The Arkansas State Senate conducted an extended floor session on March 25, considering a wide range of legislation. Below are the recorded roll-call outcomes for bills acted on that had final votes on the floor that day, with brief context where debate occurred.
Votes at a glance
- SB9 — Make Arkansas Healthy Again Act (ban potassium bromate and propylparaben). Vote: 28 yea, 4 nay, 2 present. Outcome: passed; transmitted to the House. Sponsor: Senator Davis. Effective date in bill: Jan. 1, 2028.
- SB238 (Senate bill 2 38) — Amend the Used Tire Recycling and Accountability Act (broaden fee base; adjust fees). Vote: 22 yea, 7 nay. Outcome: passed; transmitted to House. Sponsor: Senator Payton. Floor debate addressed fee mechanics, DEQ reimbursement and abatement estimates.
- SB325 — Juvenile-code and child-maltreatment registry reforms. Vote: 27 yea, 3 nay, 1 not voting, 3 present. Outcome: passed; transmitted to House. Sponsor: Senator Clark.
- SB326 — Companion juvenile-code bill (FINS filing, neglect definitions, placement rules). Vote: 30 yea, 3 nay, 1 present. Outcome: passed; transmitted to House. Sponsor: Senator Clark.
- SB348 (SB 3 48) — Increase Medicaid diagnostic lab reimbursement cap for pain-management monitoring. Vote: 32 yea, 0 nay, 2 present. Outcome: passed; emergency clause adopted.
- SB410 (SB 4 10) — Post-employment disclosure for former state employees and officials (post-reporting/SFI expansion). Final recorded vote: 17 yea, 8 nay, 7 not voting, 2 present → failed. Sponsor: Senator King.

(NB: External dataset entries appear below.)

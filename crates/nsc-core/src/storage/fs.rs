//! Filesystem primitives shared by the stores.

use std::io::Write;
use std::path::Path;

use crate::error::{NscError, Result};

/// Write `data` to `path` atomically.
///
/// Creates the parent directory if it does not exist. The data goes to a
/// uniquely named temp file in the same directory, which is synced and then
/// renamed over `path`, so concurrent writers never share a temp file and
/// readers see either the old or the new content.
pub fn write_atomic(path: &Path, data: &[u8]) -> Result<()> {
    let parent = match path.parent() {
        Some(p) if !p.as_os_str().is_empty() => p,
        _ => Path::new("."),
    };
    std::fs::create_dir_all(parent)?;

    let mut tmp = tempfile::NamedTempFile::new_in(parent)?;
    tmp.write_all(data)?;
    tmp.as_file().sync_all()?;
    restrict_permissions(tmp.path())?;

    tmp.persist(path).map_err(|e| NscError::Io(e.error))?;
    Ok(())
}

/// Plain overwrite, for derived artifacts that can be regenerated.
pub fn write_plain(path: &Path, data: &[u8]) -> Result<()> {
    if let Some(parent) = path.parent() {
        if !parent.as_os_str().is_empty() {
            std::fs::create_dir_all(parent)?;
        }
    }
    std::fs::write(path, data)?;
    Ok(())
}

/// Read a file, mapping "does not exist" to `Ok(None)`.
pub fn read_optional(path: &Path) -> Result<Option<Vec<u8>>> {
    match std::fs::read(path) {
        Ok(bytes) => Ok(Some(bytes)),
        Err(e) if e.kind() == std::io::ErrorKind::NotFound => Ok(None),
        Err(e) => Err(e.into()),
    }
}

/// Create `dir` (and parents) unless it exists. Fails when `dir` is a file.
pub fn maybe_make_dir(dir: &Path) -> Result<()> {
    match std::fs::metadata(dir) {
        Ok(meta) if meta.is_dir() => Ok(()),
        Ok(_) => Err(NscError::validation(
            "path",
            format!("{} is not a dir", dir.display()),
        )),
        Err(e) if e.kind() == std::io::ErrorKind::NotFound => {
            std::fs::create_dir_all(dir)?;
            Ok(())
        }
        Err(e) => Err(e.into()),
    }
}

/// Ensure `dir` exists and is a directory.
pub fn is_valid_dir(dir: &Path) -> Result<()> {
    let meta = std::fs::metadata(dir)?;
    if !meta.is_dir() {
        return Err(NscError::validation("path", "not a directory"));
    }
    Ok(())
}

#[cfg(unix)]
fn restrict_permissions(path: &Path) -> Result<()> {
    use std::os::unix::fs::PermissionsExt;
    std::fs::set_permissions(path, std::fs::Permissions::from_mode(0o600))?;
    Ok(())
}

#[cfg(not(unix))]
fn restrict_permissions(_path: &Path) -> Result<()> {
    Ok(())
}
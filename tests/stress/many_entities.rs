//! Scale test: many accounts, users, keys and activations in one store.
//!
//! Validates that listing, resolution and chain verification stay correct
//! as the store grows.

use std::collections::HashSet;

use nsc_core::jwt::{Export, ExportKind};
use nsc_core::{
    generate_activation, ActivationRequest, AddOptions, ClaimEdit, Claims, EntityRef, FixedClock,
    KeyPair, KeyRole, KeyStore, TrustStore,
};

const NOW: FixedClock = FixedClock(1_700_000_000);

#[test]
fn stress_1k_keys_unique_and_decodable() {
    let mut seen = HashSet::new();
    for i in 0..1_000 {
        let role = match i % 3 {
            0 => KeyRole::Operator,
            1 => KeyRole::Account,
            _ => KeyRole::User,
        };
        let kp = KeyPair::generate(role);
        let public = kp.public_key();
        assert!(seen.insert(public.clone()), "duplicate key generated");

        let back = KeyPair::from_seed(&kp.seed().unwrap()).unwrap();
        assert_eq!(back.public_key(), public);
        assert_eq!(back.role(), role);
    }
}

#[test]
fn stress_50_accounts_10_users_each() {
    let dir = tempfile::tempdir().unwrap();
    let store = TrustStore::create(dir.path().join("stores"), KeyStore::new(dir.path().join("nkeys")))
        .unwrap();
    store.add_operator(&AddOptions::named("O"), &NOW).unwrap();

    for a in 0..50 {
        let account = format!("acct-{a:02}");
        store.add_account("O", &AddOptions::named(&account), &NOW).unwrap();
        for u in 0..10 {
            store
                .add_user("O", &account, &AddOptions::named(format!("user-{u}")), &NOW)
                .unwrap();
        }
    }

    let accounts = store.list_accounts("O").unwrap();
    assert_eq!(accounts.len(), 50);
    assert_eq!(accounts[0], "acct-00");
    assert_eq!(accounts[49], "acct-49");

    for account in &accounts {
        let users = store.list_users("O", account).unwrap();
        assert_eq!(users.len(), 10);
        for user in &users {
            store
                .verify_chain(&EntityRef::user("O", account, user))
                .unwrap_or_else(|e| panic!("{account}/{user} should verify: {e}"));
        }
    }

    // One operator, 50 accounts and 500 users, each with its seed.
    let keys = store.keys().list().unwrap();
    assert_eq!(keys.len(), 551);
    assert!(keys.iter().all(|k| k.has_seed));
}

#[test]
fn stress_100_activations_from_one_export() {
    let dir = tempfile::tempdir().unwrap();
    let store = TrustStore::create(dir.path().join("stores"), KeyStore::new(dir.path().join("nkeys")))
        .unwrap();
    store.add_operator(&AddOptions::named("O"), &NOW).unwrap();
    store.add_account("O", &AddOptions::named("A"), &NOW).unwrap();
    store
        .edit_claim(
            &EntityRef::account("O", "A"),
            &[ClaimEdit::AddExport(Export::new("data.>", ExportKind::Stream, true))],
            None,
            &NOW,
        )
        .unwrap();

    let mut ids = HashSet::new();
    for i in 0..100 {
        let target = KeyPair::generate(KeyRole::Account).public_key();
        let req = ActivationRequest {
            account: Some("A".into()),
            subject: Some(format!("data.tenant{i}")),
            target_account: target.clone(),
            ..ActivationRequest::default()
        };
        let activation = generate_activation(&store, "O", &req, &NOW).unwrap();
        let decoded = Claims::decode(&activation.token).unwrap();
        assert_eq!(decoded.sub, target);
        assert!(ids.insert(decoded.jti), "activation ids must be unique");
    }
}
mod checkpoint;
mod controller;
mod preset;
mod routine;

pub use checkpoint::CheckpointPolicy;
pub use controller::{SequenceController, SequenceSnapshot};
pub use preset::Preset;
pub use routine::Routine;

Senate later moved to expunge that vote.
- SB463 (SB 4 63) — Require Public Service Commission approval or denial of settlements that close generation or transmission assets. Vote: 34 yea, 0 nay. Outcome: passed; transmitted to House. Sponsor: Senator McKee.
- HB1669 — "Keep Kids First" (protect foster/adopt placements consistent with sincerely held religious beliefs). Final recorded vote failed on the floor after heated debate; recorded tally was 15 yea, 10 nay (the Senate later voted to expunge that tally). Outcome: failed on the floor during the session; sponsors indicated continued interest in the subject.
- Multiple additional bills and resolutions were adopted or transmitted to the House in bulk during the morning and calendar calls (including resolutions honoring school sports teams and confirmations of enrolled bills delivered to the governor). See the committee messages and engrossment reports on the Senate calendar for a complete list.
What’s next
Passed bills will be transmitted to the House for consideration, and implementing agencies (for example, DFA, DEQ, DHS and Medicaid) will need to draft administrative guidance or rules for operational items referenced on the floor. For failed or contentious measures (notably HB 16 69 and SB 4 10), sponsors indicated plans for additional work or future filings.
Ending: This roundup captures roll-call outcomes and immediate floor-level next steps. For agency-specific implementation, reporters and stakeholders should consult DFA, DEQ, DHS and the Senate clerk’s office for copies of enrolled bills and fiscal notes.